***** Records for the task

// Per-message encryption: shared session key + ChaCha20-Poly1305
//
// Flow:
// 1. Initiator generates a random 256-bit session key per peer
// 2. Key travels hex-encoded inside the session offer
// 3. Every message: fresh random 96-bit nonce, AEAD-encrypt the plaintext
// 4. Output: (ciphertext || tag, nonce)
//
// Recipient reverses with the imported key. A wrong key, a tampered
// ciphertext or a malformed nonce all surface as DecryptionFailed.

use chacha20poly1305::{
    aead::{Aead, KeyInit},
    ChaCha20Poly1305, Key, Nonce,
};
use rand::RngCore;
use std::fmt;
use thiserror::Error;
use zeroize::{Zeroize, ZeroizeOnDrop};

/// Session key length in bytes
pub const KEY_LEN: usize = 32;

/// Nonce ("iv") length in bytes
pub const NONCE_LEN: usize = 12;

/// Cryptography errors.
///
/// All of these are recoverable: they fail one message or one key import,
/// never the channel carrying them.
#[derive(Debug, Clone, PartialEq, Eq, Error)]
pub enum CryptoError {
    #[error("No session key for this peer")]
    MissingKey,
    #[error("Key import failed: {0}")]
    KeyImport(String),
    #[error("Encryption failed: {0}")]
    EncryptionFailed(String),
    #[error("Decryption failed: {0}")]
    DecryptionFailed(String),
    #[error("Fingerprint mismatch: message content does not match its hash")]
    FingerprintMismatch,
}

/// A symmetric session key shared by the two ends of one peer session
#[derive(Clone, Zeroize, ZeroizeOnDrop)]
pub struct SessionKey([u8; KEY_LEN]);

impl SessionKey {
    /// Generate a fresh random key
    pub fn generate() -> Self {
        let mut bytes = [0u8; KEY_LEN];
        rand::rngs::OsRng.fill_bytes(&mut bytes);
        let key = Self(bytes);
        bytes.zeroize();
        key
    }

    pub fn from_bytes(bytes: [u8; KEY_LEN]) -> Self {
        Self(bytes)
    }

    /// Import a hex-encoded key as carried in an offer's `encryptionKey`
    pub fn from_hex(encoded: &str) -> Result<Self, CryptoError> {
        let mut raw = hex::decode(encoded.trim())
            .map_err(|e| CryptoError::KeyImport(format!("invalid hex: {}", e)))?;

        if raw.len() != KEY_LEN {
            let len = raw.len();
            raw.zeroize();
            return Err(CryptoError::KeyImport(format!(
                "expected {} bytes, got {}",
                KEY_LEN, len
            )));
        }

        let mut bytes = [0u8; KEY_LEN];
        bytes.copy_from_slice(&raw);
        raw.zeroize();
        Ok(Self(bytes))
    }

    /// Export for transmission inside an offer
    pub fn to_hex(&self) -> String {
        hex::encode(self.0)
    }

    fn cipher(&self) -> ChaCha20Poly1305 {
        ChaCha20Poly1305::new(Key::from_slice(&self.0))
    }
}

impl fmt::Debug for SessionKey {
    fn fmt(&self, f: &mut fmt::Formatter<'_>) -> fmt::Result {
        f.write_str("SessionKey(..)")
    }
}

impl PartialEq for SessionKey {
    fn eq(&self, other: &Self) -> bool {
        // Branch-free comparison.
        self.0
            .iter()
            .zip(other.0.iter())
            .fold(0u8, |acc, (a, b)| acc | (a ^ b))
            == 0
    }
}

impl Eq for SessionKey {}

/// Encrypt `plaintext` under `key` with a fresh random nonce.
///
/// Returns the ciphertext (with the authentication tag appended) and the
/// nonce that must accompany it.
pub fn encrypt(plaintext: &[u8], key: &SessionKey) -> Result<(Vec<u8>, [u8; NONCE_LEN]), CryptoError> {
    let mut iv = [0u8; NONCE_LEN];
    rand::rngs::OsRng.fill_bytes(&mut iv);

    let ciphertext = key
        .cipher()
        .encrypt(Nonce::from_slice(&iv), plaintext)
        .map_err(|e| CryptoError::EncryptionFailed(e.to_string()))?;

    Ok((ciphertext, iv))
}

/// Decrypt a ciphertext produced by [`encrypt`].
///
/// `key` is optional because a session may legitimately have none (the
/// offer carried no key or its import failed); that case fails the same way
/// a wrong key does.
pub fn decrypt(ciphertext: &[u8], iv: &[u8], key: Option<&SessionKey>) -> Result<Vec<u8>, CryptoError> {
    let key = key.ok_or_else(|| CryptoError::DecryptionFailed("no session key".to_string()))?;

    if iv.len() != NONCE_LEN {
        return Err(CryptoError::DecryptionFailed(format!(
            "invalid nonce length {}",
            iv.len()
        )));
    }

    key.cipher()
        .decrypt(Nonce::from_slice(iv), ciphertext)
        .map_err(|_| {
            CryptoError::DecryptionFailed(
                "invalid ciphertext, wrong key, or tampered payload".to_string(),
            )
        })
}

**********

**What you have to do**
Transcribe, exactly and without additions, the lines of the records above, beginning with the line that contains "impl fmt::Debug for" and ending with the line that contains "must accompany it.", both included.

**Solved problem**
impl fmt::Debug for SessionKey {
    fn fmt(&self, f: &mut fmt::Formatter<'_>) -> fmt::Result {
        f.write_str("SessionKey(..)")
    }
}

impl PartialEq for SessionKey {
    fn eq(&self, other: &Self) -> bool {
        // Branch-free comparison.
        self.0
            .iter()
            .zip(other.0.iter())
            .fold(0u8, |acc, (a, b)| acc | (a ^ b))
            == 0
    }
}

impl Eq for SessionKey {}

/// Encrypt `plaintext` under `key` with a fresh random nonce.
///
/// Returns the ciphertext (with the authentication tag appended) and the
/// nonce that must accompany it.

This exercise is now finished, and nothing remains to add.